The proscription on Commission regulation of intrastate spur abandonments has remained in force almost continuously since 1920. The only hiatus — a very short one— occurred when the ban was inadvertently omitted from the Railroad Revitalization and Regulatory Reform Act of 1976.55 The House took the lead in restoring it; the *78House Committee on Interstate and Foreign Commerce explained:
In establishing local rail service continuation in the Railroad Revitalization and Regulatory Reform Act of 1976, amendments to the Interstate Commerce Act were included in the nature of substitute provisions dealing with abandonments of lines of railroads, together with technical conforming amendments to that Act’s provisions dealing with extensions. In particular, it added a new section la (Discontinuance and Abandonment of Rail Service) to the Interstate Commerce Act. This new section, however, inadvertently does not expressly exempt “spur lines” from its provisions. The Commission’s abandonment procedures have never applied to such track and it is not Congress’ intent (nor does the Commission desire) that such track should be subject to its abandonment procedures. These tracks are not operated as a part of a general system of rail transportation and thus are purely local and should be subject to local jurisdiction as has been the case historically.56
The intrastate spur exception was reenacted as a part of the Rail Transportation Improvement Act57 eight months after it had been accidentally dropped. ■ Save for this short period, the exception has endured for almost seven decades from inception to the present without any change in substance.58
While Section 10907(b)(1) does not deal expressly with state authority to regulate abandonments of intrastate spur trackage, we are satisfied that it does so by necessary implication. Preservation of that authority was a stated goal at the very outset of legislation concerning such trackage, and a reaffirmed objective as late as 1976. The courts have recognized with remarkable consistency the states’ power in this regard, and we are impressed, if indeed not bound, by the Supreme Court and in-circuit precedents. To us it is well-nigh inconceivable that Congress intended to preempt state authority over abandonment of an intrastate spur, as to which the Commission lacks power, leaving it entirely unregulated, the public interest unprotected, and parties affected by the abandonment without recourse. We find the Commission’s broad construction of Section 10907(b)(1) unreasonable, and far short of the demonstration of congressional intent required to support preemption of the residual power of the states respecting intrastate spurs. We hold that by virtue of the exception established by Section 10907(b)(1), abandonments of intrastate spurs are beyond the jurisdiction of the Commission, and within the residual regulatory authority of the states.

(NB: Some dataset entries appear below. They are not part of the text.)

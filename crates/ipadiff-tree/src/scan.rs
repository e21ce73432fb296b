//! Scanning an application bundle into path sets

use std::path::{Component, Path, PathBuf};

use ipadiff_core::{Error, Result};
use tracing::debug;
use walkdir::WalkDir;

use crate::pathset::PathSet;
use crate::reconcile::TreeView;

/// Directory and file listing of one bundle, relative to its root
#[derive(Debug, Clone)]
pub struct PackageTree {
    root: PathBuf,
    /// Every directory below the root
    pub directories: PathSet,
    /// Every non-directory below the root (symlinks included, not followed)
    pub files: PathSet,
}

impl PackageTree {
    /// Walk `root` and record every entry below it
    pub fn scan(root: impl AsRef<Path>) -> Result<Self> {
        let root = root.as_ref();

        if !root.is_dir() {
            return Err(Error::NotFound(root.to_path_buf()));
        }

        let mut directories = PathSet::new();
        let mut files = PathSet::new();

        for entry in WalkDir::new(root).min_depth(1).follow_links(false) {
            let entry = entry.map_err(std::io::Error::from)?;
            let relative = relative_path(root, entry.path())?;

            if entry.file_type().is_dir() {
                directories.insert(&relative);
            } else {
                files.insert(&relative);
            }
        }

        debug!(
            root = %root.display(),
            directories = directories.len(),
            files = files.len(),
            "Scanned package tree"
        );

        Ok(Self {
            root: root.to_path_buf(),
            directories,
            files,
        })
    }

    /// Absolute location of the bundle root
    pub fn root(&self) -> &Path {
        &self.root
    }

    /// Absolute location of a relative path inside this tree
    pub fn resolve(&self, relative: &str) -> PathBuf {
        relative
            .split('/')
            .filter(|c| !c.is_empty())
            .fold(self.root.clone(), |acc, c| acc.join(c))
    }

    /// Borrowed view for reconciliation under a display label
    pub fn view<'a>(&'a self, label: &'a str) -> TreeView<'a> {
        TreeView::new(label, &self.directories, &self.files)
    }
}

fn relative_path(root: &Path, path: &Path) -> Result<String> {
    let relative = path
        .strip_prefix(root)
        .map_err(|_| Error::internal(format!("{} is outside {}", path.display(), root.display())))?;

    let parts: Vec<_> = relative
        .components()
        .filter_map(|c| match c {
            Component::Normal(part) => Some(part.to_string_lossy().into_owned()),
            _ => None,
        })
        .collect();

    Ok(parts.join("/"))
}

IV. The Staggers Rail Act of 1980
In the decision under review, the Commission advanced an alternative ground for its conclusion that such abandonments are not wholly within state control. It pointed to Section 11501(b)(2),59 as amended by the Staggers Rail Act of 1980 60 and asserted that it outlawed all rail regulation by the states.61
Section 11501(b)(1) provides that
[a] State authority may only exercise jurisdiction over intrastate transportation provided by a rail carrier providing transportation subject to the jurisdiction of the Commission under subchapter I of chapter 105 of this title if such State *79authority exercises such jurisdiction exclusively in accordance with the provisions of this subtitle.62
The Commission declared that “the Staggers Rail Act of 1980 preempted State rail regulation altogether;” 63 “[t]he authority of the States enumerated in § 11501 and elsewhere in the Interstate Commerce Act constitute the sole source of State jurisdiction;” 64 and that “States regulating intrastate rail transportation are bound to apply Federal standards.”65
The central concern of the Staggers Rail Act was reformation of the economic regulation of railroads.66 Section 214 of that legislation, which amended and reenacted Section 11501, is captioned “Intrastate Rates.”67 Everything in Section 11501 that follows subsection (b)(2) is unquestionably referable solely to ratemaking.68 The mechanism by which consistency between interstate and intrastate ratemaking is maintained is certification,69 and we are told that in practice certification is limited to ratemaking.70
More importantly, the legislative history makes very clear that Section 11501(b)(2) addresses intrastate ratemaking and nothing more. As explained by the Conference Committee,
[t]he Senate bill amends section 11501 to ... limit the Commission’s authority to prescribe a rate or effect other action which is inconsistent with its rate regulatory authority as limited by the act____ The House amendment ... amends section 11501 by adding new provisions which provide that only State authorities whose standards and procedures have been certified by the Commission may. exercise jurisdiction over intrastate rail rates, classifications, rules and practices ____ The Conference substitute adopts the House amendment, except that the Commission’s power to adjust intrastate rates is retained in the event that actions by certified states impose a burden on intrastate commerce. The conferees’ intent is to insure that the price and service flexibility and revenue adequacy goals of the Act are not undermined by state regulation of rates, practices, etc., which are not in accordance with these goals. Accordingly, the Act preempts state authority over rail rates, ' classifications, rules and practices. States may only regulate in these areas if they are certified under the procedures of this section.71
When, in 1981, the Commission was first confronted by Section 214, it ruled that the provision did not reach beyond intrastate rail ratemaking and associated tariffing.72 It said:
The focus of Section 214 is plainly on federal and State jurisdiction to regulate intrastate rates. The statute repeatedly employs the phrase “intrastate rates, classifications, rules and practices for intrastate transportation,” 49 U.S.C. 11501 *80subsections (b)(2), (b)(3)(B), (b)(4)(A) and (c). (fn.) (In our view the specific words “rates and classifications”, terms which apply only to ratemaking, limit the broader words “rules and practices” which follow. Congress’ express placement of ratemaking terms at the beginning of the phrase[], indicates its intent that the general terms at the end of the phrase are qualified by the term “intrastate rates.”) Nowhere does the section mention line abandonments.73
Three years later, the Commission adhered to that interpretation.74 In 1986, however, it shifted its position.75 A railroad sought authority to discontinue service between two points in California, a state not then certified under Section 11501. The Commission, one member dissenting, held that the interstate service-discontinuance procedures applied. Section 11501(b)(1), the Commission asserted, went beyond ratemaking and intercepted all intrastate transportation:
[T]he law clearly provides that a State may regulate intrastate transportation only if it follows Federal standards and procedures (section 11501(b)(1)). Certification is the only means by which States can so regulate intrastate transportation; California did not ask to be certified. Accordingly, regulation of California rail transportation matters was preempted by this Commission.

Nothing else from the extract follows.